A statement from the Mount Vernon Ladies Association said the organization “endorses Dominion Energy’s decision not to construct a natural gas compressor station at the Charles County Marshall Hall site.”

“The proposed development posed a threat to the inspiring and historic view from George Washington’s beloved home — a national treasure that we must all work together to protect for future generations,” the statement said.

“We appreciate the cooperative spirit and support Dominion provided for our preservation efforts, and our partners and stakeholders as well as the tens of thousands of people who have stepped forward to share their concerns and spread awareness about this important cause,” the statement concluded.

Kelly Canavan, president of the Accokeek Mattawoman Piscataway Creeks Communities Council, which has sought to join the federal lawsuit as a co-defendant along with nine local residents, said that the council is celebrating the news.

“While the work of a great many people secured us this astonishing victory, we are particularly grateful to our legal team, and to the Charles County Board of Appeals for doing what so few government entities are willing to do — taking a tough position under immense pressure because they believed it was right,” Canavan said in a prepared statement.

“Today we are able to breathe a tremendous, fracked gas-free sigh of relief,” Canavan said. “We fully intend that this win will be a trend, not an aberration.

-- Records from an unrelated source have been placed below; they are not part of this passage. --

//! Product identifiers.
//!
//! Product ids are opaque, stable strings. Seeded products use short numeric
//! ids (`"1"`, `"2"`, ...); products created from the admin dashboard get
//! wall-clock derived ids from [`ProductIdGenerator`].

use core::fmt;

use serde::{Deserialize, Serialize};

/// Identifier of a product in the catalog.
///
/// A product's id never changes once assigned, and it is also the identity of
/// the product's line in a cart.
///
/// ```rust
/// use berrima_core::ProductId;
///
/// let id = ProductId::from("3");
/// assert_eq!(id.as_str(), "3");
/// assert_eq!(id.to_string(), "3");
/// ```
#[derive(Debug, Clone, PartialEq, Eq, PartialOrd, Ord, Hash, Serialize, Deserialize)]
#[serde(transparent)]
pub struct ProductId(String);

impl ProductId {
    /// Create a new id from any string-like value.
    #[must_use]
    pub fn new(id: impl Into<String>) -> Self {
        Self(id.into())
    }

    /// Get the underlying string value.
    #[must_use]
    pub fn as_str(&self) -> &str {
        &self.0
    }
}

impl fmt::Display for ProductId {
    fn fmt(&self, f: &mut fmt::Formatter<'_>) -> fmt::Result {
        f.write_str(&self.0)
    }
}

impl From<&str> for ProductId {
    fn from(id: &str) -> Self {
        Self(id.to_string())
    }
}

impl From<String> for ProductId {
    fn from(id: String) -> Self {
        Self(id)
    }
}

impl From<ProductId> for String {
    fn from(id: ProductId) -> Self {
        id.0
    }
}

/// Issues fresh product ids for newly created products.
///
/// Ids are the current Unix time in milliseconds. Two creations within the
/// same millisecond (or a clock that steps backwards) would collide, so every
/// issued value is bumped to be strictly greater than the previous one and to
/// skip any id the caller reports as taken.
#[derive(Debug, Clone, Default)]
pub struct ProductIdGenerator {
    last: i64,
}

impl ProductIdGenerator {
    /// Create a generator that has not issued any id yet.
    #[must_use]
    pub const fn new() -> Self {
        Self { last: 0 }
    }

    /// Issue the next id based on the wall clock.
    ///
    /// `taken` reports whether an id is already in use.
    pub fn next_id(&mut self, taken: impl Fn(&ProductId) -> bool) -> ProductId {
        self.next_at(chrono::Utc::now().timestamp_millis(), taken)
    }

    /// Issue the next id as if the clock read `now_millis`.
    pub fn next_at(&mut self, now_millis: i64, taken: impl Fn(&ProductId) -> bool) -> ProductId {
        let mut candidate = now_millis.max(self.last.saturating_add(1));
        loop {
            let id = ProductId::new(candidate.to_string());
            if !taken(&id) {
                self.last = candidate;
                return id;
            }
            candidate = candidate.saturating_add(1);
        }
    }
}
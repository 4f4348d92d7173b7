//! Products and partial product updates.

use serde::{Deserialize, Serialize};

use super::id::ProductId;
use super::price::Price;

/// Pseudo-category that matches every product when filtering.
pub const CATEGORY_ALL: &str = "All";

/// Categories offered by the storefront, in display order.
pub const CATEGORIES: [&str; 5] = [CATEGORY_ALL, "Food", "Fragrance", "Spices", "Decor"];

/// Category given to products created from the admin dashboard.
pub const DEFAULT_CATEGORY: &str = "Food";

const NEW_PRODUCT_NAME: &str = "New Product";
const NEW_PRODUCT_DESCRIPTION: &str = "Click edit to add details...";
const NEW_PRODUCT_IMAGE: &str = "https://picsum.photos/400/300";
const NEW_PRODUCT_STOCK: i64 = 10;

/// Categories a product can be assigned to (everything except `All`).
pub fn assignable_categories() -> impl Iterator<Item = &'static str> {
    CATEGORIES.into_iter().filter(|c| *c != CATEGORY_ALL)
}

/// A sellable product.
#[derive(Debug, Clone, PartialEq, Eq, Serialize, Deserialize)]
pub struct Product {
    /// Unique, stable identifier.
    pub id: ProductId,
    /// Display name.
    pub name: String,
    /// Unit price.
    pub price: Price,
    /// Free-text marketing description.
    pub description: String,
    /// Category name, e.g. `Spices`.
    pub category: String,
    /// Image URI.
    pub image: String,
    /// Units in stock. Not clamped, so it may go negative.
    pub stock: i64,
}

impl Product {
    /// A freshly created product with placeholder fields.
    #[must_use]
    pub fn placeholder(id: ProductId) -> Self {
        Self {
            id,
            name: NEW_PRODUCT_NAME.to_string(),
            price: Price::ZERO,
            description: NEW_PRODUCT_DESCRIPTION.to_string(),
            category: DEFAULT_CATEGORY.to_string(),
            image: NEW_PRODUCT_IMAGE.to_string(),
            stock: NEW_PRODUCT_STOCK,
        }
    }

    /// Merge the set fields of `update` into this product.
    ///
    /// The id is never touched.
    pub fn apply(&mut self, update: ProductUpdate) {
        let ProductUpdate {
            name,
            price,
            description,
            category,
            image,
            stock,
        } = update;

        if let Some(name) = name {
            self.name = name;
        }
        if let Some(price) = price {
            self.price = price;
        }
        if let Some(description) = description {
            self.description = description;
        }
        if let Some(category) = category {
            self.category = category;
        }
        if let Some(image) = image {
            self.image = image;
        }
        if let Some(stock) = stock {
            self.stock = stock;
        }
    }
}

/// A partial set of product fields to merge into an existing product.
///
/// ```
/// use berrima_core::{Price, ProductUpdate};
///
/// let update = ProductUpdate::default().price(Price::from_whole(999));
/// assert!(!update.is_empty());
/// ```
#[derive(Debug, Clone, Default, PartialEq, Eq, Serialize, Deserialize)]
pub struct ProductUpdate {
    #[serde(default, skip_serializing_if = "Option::is_none")]
    pub name: Option<String>,
    #[serde(default, skip_serializing_if = "Option::is_none")]
    pub price: Option<Price>,
    #[serde(default, skip_serializing_if = "Option::is_none")]
    pub description: Option<String>,
    #[serde(default, skip_serializing_if = "Option::is_none")]
    pub category: Option<String>,
    #[serde(default, skip_serializing_if = "Option::is_none")]
    pub image: Option<String>,
    #[serde(default, skip_serializing_if = "Option::is_none")]
    pub stock: Option<i64>,
}

impl ProductUpdate {
    #[must_use]
    pub fn name(mut self, name: impl Into<String>) -> Self {
        self.name = Some(name.into());
        self
    }

    #[must_use]
    pub const fn price(mut self, price: Price) -> Self {
        self.price = Some(price);
        self
    }

    #[must_use]
    pub fn description(mut self, description: impl Into<String>) -> Self {
        self.description = Some(description.into());
        self
    }

    #[must_use]
    pub fn category(mut self, category: impl Into<String>) -> Self {
        self.category = Some(category.into());
        self
    }

    #[must_use]
    pub fn image(mut self, image: impl Into<String>) -> Self {
        self.image = Some(image.into());
        self
    }

    #[must_use]
    pub const fn stock(mut self, stock: i64) -> Self {
        self.stock = Some(stock);
        self
    }

    /// Whether no field is set.
    #[must_use]
    pub const fn is_empty(&self) -> bool {
        self.name.is_none()
            && self.price.is_none()
            && self.description.is_none()
            && self.category.is_none()
            && self.image.is_none()
            && self.stock.is_none()
    }
}

#[cfg(test)]
mod tests {
    use super::*;

    #[test]
    fn test_placeholder_defaults() {
        let product = Product::placeholder(ProductId::from("99"));
        assert_eq!(product.name, "New Product");
        assert_eq!(product.price, Price::ZERO);
        assert_eq!(product.description, "Click edit to add details...");
        assert_eq!(product.category, "Food");
        assert_eq!(product.image, "https://picsum.photos/400/300");
        assert_eq!(product.stock, 10);
    }

    #[test]
    fn test_apply_only_touches_set_fields() {
        let mut product = Product::placeholder(ProductId::from("1"));
        let before = product.clone();

        product.apply(ProductUpdate::default().price(Price::from_whole(999)));

        assert_eq!(product.price, Price::from_whole(999));
        assert_eq!(
            Product {
                price: before.price,
                ..product
            },
            before
        );
    }

    #[test]
    fn test_apply_allows_negative_stock() {
        let mut product = Product::placeholder(ProductId::from("1"));
        product.apply(ProductUpdate::default().stock(-3));
        assert_eq!(product.stock, -3);
    }

    #[test]
    fn test_update_deserializes_partial_json() {
        let update: ProductUpdate =
            serde_json::from_str(r#"{"name":"Rose Water","stock":4}"#).expect("deserialize");
        assert_eq!(update, ProductUpdate::default().name("Rose Water").stock(4));
    }

    #[test]
    fn test_assignable_categories_exclude_all() {
        let categories: Vec<_> = assignable_categories().collect();
        assert_eq!(categories, ["Food", "Fragrance", "Spices", "Decor"]);
    }
}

The health of one community is no more important than the health of another.”

Canavan added that the AMP Creeks Council “will continue to fight this project wherever it rears its ugly head.”

“Dominion’s carpetbagging profiteering has no place here,” she said.

The county attorney’s office had not responded to a request for comment as of press time.

In May, Dominion filed a federal lawsuit against the Charles County Government, the Board of County Commissioners and the county board of appeals following a decision of the appeals board to deny Dominion a special zoning exception that would allow it to construct the compressor station on a 50-acre parcel of land adjacent to Barrys Hill Road, which Dominion owns.

Dominion had sought to install a pair of natural-gas-fueled compressors that would pump natural gas along the 88-mile-long Cove Point Pipeline that runs through Charles and Prince George’s Counties to the Cove Point terminal in Calvert County.

In public hearings before the board of appeals and the Maryland Department of the Environment, residents of Bryans Road and the nearby Moyaone Reserve have testified repeatedly that they believe Dominion has not satisfactorily addressed concerns over health and safety risks posed by exhaust emissions or the risk of a natural gas fire or explosion at the rural site.

The board of appeals echoed those concerns in its decision to deny Dominion’s request for a special exception to build the compressor station at the site.

Residents have also been concerned about what they say is inadequate water pressure available to firefighters to combat a natural gas fire or explosion and the dangers posed by frequent flooding on Barrys Hill Road near the site, which could hamper an emergency response.

In June, the Mount Vernon Ladies Association launched a campaign to oppose the construction of the compressor station, claiming that its towers and the exhaust plumes emitted by them would mar the view across the Potomac River from the Mount Vernon mansion.

Although Dominion has repeatedly disputed that claim, the energy company entered into discussions with MVLA that led to Dominion announcing in August that it had agreed to investigate alternative locations for the compressor facility.

The decision brings to an end a process that has been ongoing since at least late 2016. The Federal Energy Regulatory Commission held a public meeting in March 2017 to seek public input, and the board of appeals began considering the special exception application four months later.

Dominion has said that any alternative location would need to be approved by regulatory agencies including FERC.